Report every line of the records below that contains the word "HashSet".

════

//! CLI parser and command dispatch.

mod commands;

use std::path::PathBuf;

use clap::{Parser, Subcommand};

use crate::config::Settings;
use crate::models::MarketplaceId;

#[derive(Parser)]
#[command(name = "pricewatch")]
#[command(about = "Multi-marketplace price and review acquisition pipeline")]
#[command(version)]
pub struct Cli {
    /// Config file path (default: pricewatch.toml)
    #[arg(short, long, global = true)]
    config: Option<PathBuf>,

    /// Override the offer store path
    #[arg(long, global = true)]
    db: Option<PathBuf>,

    /// Enable verbose logging
    #[arg(short, long, global = true)]
    pub verbose: bool,

    #[command(subcommand)]
    command: Commands,
}

/// Check if verbose mode is enabled (for early logging setup).
pub fn is_verbose() -> bool {
    std::env::args().any(|arg| arg == "-v" || arg == "--verbose")
}

#[derive(Subcommand)]
enum Commands {
    /// Run the scrape pipeline over tracked products
    Scrape {
        /// Only products that have never produced an offer
        #[arg(long)]
        new_only: bool,

        /// Restrict the run to a single product id
        #[arg(long)]
        product: Option<String>,

        /// Pre-check the aggregator listing and skip absent marketplaces
        #[arg(long)]
        available_only: bool,

        /// Marketplaces to scrape (default: all)
        #[arg(long, value_delimiter = ',')]
        sites: Vec<MarketplaceId>,
    },

    /// Internal: execute one scrape task from its JSON payload
    #[command(name = "run-task", hide = true)]
    RunTask {
        /// The task as a JSON object
        payload: String,
    },

    /// Discover products from aggregator category pages
    Discover {
        /// Products to take per category page
        #[arg(long, default_value_t = 34)]
        per_category: usize,
    },

    /// Manage tracked products
    Targets {
        #[command(subcommand)]
        command: TargetsCommands,
    },

    /// Serve the analytics/chat JSON API
    Serve {
        /// Bind address override (default from config)
        #[arg(long)]
        bind: Option<String>,
    },
}

#[derive(Subcommand)]
enum TargetsCommands {
    /// Add a product to the targets file
    Add {
        product_id: String,
        product_name: String,
        category: String,
        url: String,
    },
    /// List tracked products
    List,
    /// Mirror the targets file into the store
    Sync,
}

pub async fn run() -> anyhow::Result<()> {
    let cli = Cli::parse();

    let mut settings = Settings::load(cli.config.as_deref())?;
    if let Some(db) = cli.db {
        settings.database_path = db;
    }

    match cli.command {
        Commands::Scrape {
            new_only,
            product,
            available_only,
            sites,
        } => {
            commands::scrape::run(
                &settings,
                cli.config.clone(),
                new_only,
                product,
                available_only,
                sites,
            )
            .await
        }
        Commands::RunTask { payload } => commands::run_task::run(&settings, &payload).await,
        Commands::Discover { per_category } => {
            commands::discover::run(&settings, per_category).await
        }
        Commands::Targets { command } => match command {
            TargetsCommands::Add {
                product_id,
                product_name,
                category,
                url,
            } => commands::targets::add(&settings, &product_id, &product_name, &category, &url),
            TargetsCommands::List => commands::targets::list(&settings),
            TargetsCommands::Sync => commands::targets::sync(&settings),
        },
        Commands::Serve { bind } => {
            if let Some(bind) = bind {
                settings.server.bind = bind;
            }
            crate::server::serve(settings).await
        }
    }
}
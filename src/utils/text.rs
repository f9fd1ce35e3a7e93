//! Text normalization for scraped price and rating fields.
//!
//! Source pages use Turkish number formatting: `.` as the thousands
//! separator and `,` as the decimal separator ("1.234,56 TL").

use std::sync::OnceLock;

use regex::Regex;

fn tag_re() -> &'static Regex {
    static RE: OnceLock<Regex> = OnceLock::new();
    RE.get_or_init(|| Regex::new(r"<[^>]+>").unwrap())
}

/// Normalize a scraped price fragment to a decimal value.
///
/// Strips markup, the currency suffix and separators, then converts the
/// decimal comma. Unparseable input yields 0.0, which callers treat as
/// "drop this row".
pub fn clean_and_parse_price(raw: &str) -> f64 {
    let text = tag_re().replace_all(raw, "");
    let text = text
        .trim()
        .replace("TL", "")
        .replace('\u{a0}', "")
        .replace(' ', "")
        .replace('.', "")
        .replace(',', ".");
    text.parse::<f64>().unwrap_or(0.0)
}

/// Extract the digits of a string as an integer ("1.204 Değerlendirme" -> 1204).
pub fn digits_only(raw: &str) -> Option<u32> {
    let digits: String = raw.chars().filter(|c| c.is_ascii_digit()).collect();
    if digits.is_empty() {
        return None;
    }
    digits.parse().ok()
}

/// Parse a comma-decimal rating text ("4,6" -> 4.6).
pub fn parse_decimal_comma(raw: &str) -> Option<f64> {
    let text = raw.trim().replace(',', ".");
    if text.is_empty() {
        return None;
    }
    text.parse().ok()
}

/// Derive a stable product id slug from a display name.
pub fn slugify_product_id(name: &str) -> String {
    let slug: String = name
        .to_lowercase()
        .replace(' ', "_")
        .chars()
        .take(25)
        .collect();
    slug.trim_matches('_').to_string()
}
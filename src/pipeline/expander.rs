//! Task expansion: one task per (product, marketplace) pair.

use std::collections::HashSet;

use tracing::info;

use super::ScrapeTask;
use crate::browser::BrowserSession;
use crate::config::Settings;
use crate::models::{MarketplaceId, ProductTarget};
use crate::scrape::{aggregator, ScrapeError};

/// Pure expansion: one task per requested marketplace, no filtering.
pub fn expand(
    target: &ProductTarget,
    sites: &[MarketplaceId],
    max_reviews: usize,
) -> Vec<ScrapeTask> {
    sites
        .iter()
        .map(|&site| ScrapeTask::from_target(target, site, max_reviews))
        .collect()
}

/// Expansion with an availability pre-check: fetch the aggregator listing
/// once and emit tasks only for marketplaces that actually appear among
/// the product's sellers. Saves whole browser sessions on sites where the
/// product is not sold.
pub async fn expand_available(
    target: &ProductTarget,
    sites: &[MarketplaceId],
    settings: &Settings,
) -> Result<Vec<ScrapeTask>, ScrapeError> {
    let session = BrowserSession::launch(&settings.browser).await?;
    let result = aggregator::extract(&session, &target.url, &settings.aggregator).await;
    session.close().await;
    let listing = result?;

    let present: HashSet<MarketplaceId> = listing
        .sellers
        .iter()
        .flat_map(|entry| {
            sites
                .iter()
                .copied()
                .filter(|site| site.matches_vendor(&entry.vendor_name, &entry.outbound_link))
        })
        .collect();

    let tasks: Vec<ScrapeTask> = sites
        .iter()
        .filter(|site| present.contains(*site))
        .map(|&site| ScrapeTask::from_target(target, site, settings.scrape.max_reviews))
        .collect();

    info!(
        "'{}' is listed on {}/{} marketplaces",
        target.product_name,
        tasks.len(),
        sites.len()
    );
    Ok(tasks)
}

#[cfg(test)]
mod tests {
    use super::*;

    #[test]
    fn one_task_per_site_in_order() {
        let target = ProductTarget::new("p1", "Product", None, "https://www.akakce.com/p.html");
        let tasks = expand(&target, MarketplaceId::all(), 20);

        assert_eq!(tasks.len(), 5);
        assert_eq!(tasks[0].target_site, MarketplaceId::Hepsiburada);
        assert_eq!(tasks[4].target_site, MarketplaceId::Pazarama);
        assert!(tasks.iter().all(|t| t.product_id == "p1"));
    }

    #[test]
    fn expansion_is_pure() {
        let target = ProductTarget::new("p1", "Product", None, "https://www.akakce.com/p.html");
        let a = expand(&target, MarketplaceId::all(), 20);
        let b = expand(&target, MarketplaceId::all(), 20);
        assert_eq!(a.len(), b.len());
        for (x, y) in a.iter().zip(&b) {
            assert_eq!(x.product_id, y.product_id);
            assert_eq!(x.target_site, y.target_site);
        }
    }
}
//! Pricewatch - multi-marketplace price and review acquisition pipeline.

use tracing_subscriber::{layer::SubscriberExt, util::SubscriberInitExt};

#[tokio::main]
async fn main() -> anyhow::Result<()> {
    // Load .env file if present (before anything else)
    let _ = dotenvy::dotenv();

    // Initialize logging based on verbosity
    let default_filter = if pricewatch::cli::is_verbose() {
        "pricewatch=info"
    } else {
        "pricewatch=warn"
    };

    tracing_subscriber::registry()
        .with(
            tracing_subscriber::EnvFilter::try_from_default_env()
                .unwrap_or_else(|_| default_filter.into()),
        )
        .with(tracing_subscriber::fmt::layer())
        .init();

    pricewatch::cli::run().await
}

════

▸ **FINISHED TASK**:
use std::collections::HashSet;
    let present: HashSet<MarketplaceId> = listing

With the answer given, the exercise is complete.